Maximinus II Last Coin ------------------ Next Coin Romulus

Roman Empire

Ruler: Maxentius as Augustus
Reigned: Princeps then Caesar 306 - 307 AD: Augustus 307-312 AD
Denomination: Billon Follis
Mint: Ostia
Date of Issue: 307-312 AD
Obverse: Laureate head right. "IMP. C. MAXENTIVS. P.F. AVG"
Reverse: The Dioscuri standing facing each other, each holding horse by the bridle. "AETERNITAS AVG. N."
Mint marks:
Reference: RIC VI 35, RCVM 14975
Weight: 6 gms
Nominal Weight: 4.6 - 7.0 gms
Diameter: 25.8 mm
Comment: Minted at Ostia, the port of ancient Rome. The remains can still be seen, like a smaller version of Pompeii.

MAXENTIUS (M. Aurelius Valerius Maxientius)

  • Maxentius was probably born in Syria c. 293, son of the emperor Maximian and Eutropia.
  • On 1st March 293, Diocletian adopted Galerius as son and Caesar, while Maximian did the same for his praetorian commander Julius Constantius.
  • By 304, Diocletian was in poor health and decided to abdicate. He persuaded Maximian to do so as well, and on 1st May 305, they did so. Constantius and Galerius became the new senior emperors, while Maximinus Daia and Severus took their places as Caesars.
  • When Constantius died at York on 25th July 306, his army proclaimed his son, Constantine, "Augustus", and senior emperor in the west in succession to his father. When Galerius heard this, he sent back a purple robe as recognition of Constantine as Caesar, not Augustus. He promoted Severus the rank of Augustus instead.
  • Maxentius was disappointed in being passed over. When Galerius decided to extend taxation to Italy and Rome, which had previously been exempt, Maxentius saw his chance and proclaimed himself emperor at Rome on 28th October 306.
  • Maxentius hoped for the co-operation of Galerius, but when it was not forthcoming, he declared himself Augustus (April 307) claiming control over most of Italy, Sicily, Corsica and Sardinia, and North Africa.
  • He also called upon his father, Maximian to assume the rank of emperor for a second time.
  • Severus was instructed by Galerius to crush Maxentius, who had too few troops to risk a decisive battle.
  • Severus arrived before the walls of Rome but there his army deserted him, bribed by Maxentius.
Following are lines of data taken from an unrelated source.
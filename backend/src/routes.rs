use rocket::{State, get, post, http::Status, serde::json::Json};
use tracing::{error, info, instrument};
use std::sync::{Arc, Mutex, MutexGuard};
use rustrict::CensorStr;
use shared::{validate_create_request, user_info::UserInfo, CreatePollRequest, Poll, PollId, PollSummary};
use crate::{
    config::Config,
    error::ApiError,
    rate_limiter::RateLimiter,
    store::PollStore,
};

pub struct AppState {
    pub store: Arc<Mutex<PollStore>>,
    pub vote_limiter: RateLimiter,
    pub create_limiter: RateLimiter,
}

impl AppState {
    pub fn new(store: PollStore, config: &Config) -> Self {
        Self {
            store: Arc::new(Mutex::new(store)),
            vote_limiter: RateLimiter::per_minute(config.vote_limit_per_minute),
            create_limiter: RateLimiter::per_hour(config.create_limit_per_hour),
        }
    }

    pub fn lock_store(&self) -> Result<MutexGuard<'_, PollStore>, ApiError> {
        self.store.lock().map_err(|e| {
            error!("Failed to acquire store lock: {}", e);
            ApiError::Internal("store lock poisoned".into())
        })
    }
}

fn check_combined_options_for_profanity(options: &[String]) -> Result<(), String> {
    for option in options {
        if option.is_inappropriate() {
            return Err(format!("Possible profanity detected in option: {}", option));
        }
    }

    for window_size in 2..=options.len() {
        for window in options.windows(window_size) {
            let combined = window.join("");
            if combined.is_inappropriate() {
                return Err(format!(
                    "Inappropriate content detected across options: {}",
                    window.join(", ")
                ));
            }
        }
    }

    Ok(())
}

#[get("/polls")]
pub async fn list_polls(state: &State<AppState>) -> Result<Json<Vec<PollSummary>>, ApiError> {
    Ok(Json(state.lock_store()?.list()))
}

#[get("/poll/<id>")]
pub async fn get_poll(state: &State<AppState>, id: PollId) -> Result<Json<Poll>, ApiError> {
    Ok(Json(state.lock_store()?.get(id)?))
}

#[rocket::options("/<_..>")]
pub async fn all_options() -> Status {
    Status::Ok
}

#[instrument(skip_all, fields(poll_id = id, option = option))]
#[post("/poll/<id>/vote/<option>")]
pub async fn cast_vote(
    state: &State<AppState>,
    id: PollId,
    option: i64,
    user_info: UserInfo,
) -> Result<Json<Poll>, ApiError> {
    let option = usize::try_from(option).map_err(|_| ApiError::InvalidOption)?;

    let rate_limit_key = format!("cast_vote:{}", user_info.user_fingerprint);
    state.vote_limiter.check_rate_limit(&rate_limit_key)?;

    let poll = state.lock_store()?.vote(id, option, &user_info.user_fingerprint)?;
    info!("Vote recorded for option {} (total {})", option, poll.total_votes());
    Ok(Json(poll))
}

#[instrument(skip(state, request, user_info))]
#[post("/poll/create", format = "json", data = "<request>")]
pub async fn create_poll(
    state: &State<AppState>,
    request: Json<CreatePollRequest>,
    user_info: UserInfo,
) -> Result<Json<Poll>, ApiError> {
    let request = request.into_inner().trimmed();
    validate_create_request(&request)?;

    if request.question.is_inappropriate() {
        return Err(ApiError::Invalid(format!(
            "Possible profanity detected in question: {}", request.question
        )));
    }
    check_combined_options_for_profanity(&request.options).map_err(ApiError::Invalid)?;

    let rate_limit_key = format!("create_poll:{}", user_info.user_fingerprint);
    state.create_limiter.check_rate_limit(&rate_limit_key)?;

    let poll = state.lock_store()?.create(request);
    info!("Created poll {} with {} options", poll.id, poll.option_count());
    Ok(Json(poll))
}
Severus fled to Ravenna but was captured, forced to abdicate, and killed, at Tres Tabernae near Rome on 16th September 307.
  • Galerius himself now invaded Italy but had no success.
  • Constantine married Fausta, Maxentius's sister, forming an alliance between them.
  • In April 306 Maximianus tried to usurp his son's position, but when he failed, he fled to seek refuge with Constantine in Gaul.
  • Diocletian was briefly brought out of retirement in November 308 for an imperial conference at Carnuntum near Vienna. The result was a new tetrarchy. Licinius, another Illyrian army officer and friend of Galerius, was appointed Augustus in the west, in place of Severus. Constantine and Maximinus were given the title of filius Augusti, Maxentius was declared a public enemy and Maximian, whom Maxentius had created co-ruler, was forced to resign. Under pressure from Constantine and Maximinus, Galerius promoted them to full Augustii, early in 309.
  • Licinius was now challenging Maxentius for Italy and North Africa.
  • For two years Maximian resided at Constantine's court, but in 310, while Constantine was campaigning against the Franks, Maximian went to Arles, where he proclaimed himself emperor for the third time, announcing that Constantine was dead. Constantine caught up with him and he fled to Marseilles. The inhabitants of Marseilles rejected him and opened the city gates. Maximian was captured and allegedly hanged himself.
  • On 30th April 311, Galerius died.
  • Licinius was now also fighting Maximinus Daia for control of the east.
  • Constantine now turned on his erstwhile ally, and in 312 defeated Maxentius's forces at Turin and Verona.
  • In 312, on the eve of the final battle against Maxentius, Constantine is supposed to have dreamed that Christ appeared to him and told him to inscribe the first two letters of his name (XP in Greek) on the shields of his troops. The next day he is said to have seen a cross superimposed on the sun and the words "hoc signo vinces" (see coin), "by this sign you shall conque".
  • The armies met near the Milvian Bridge, to the west of Rome, 28th October 312, and Constantine's army, carrying the Christian sign, won a decisive victory. As Maxentius's troops fled back across the Milvian Bridge into Rome, it gave way beneath them and Maxentius drowned.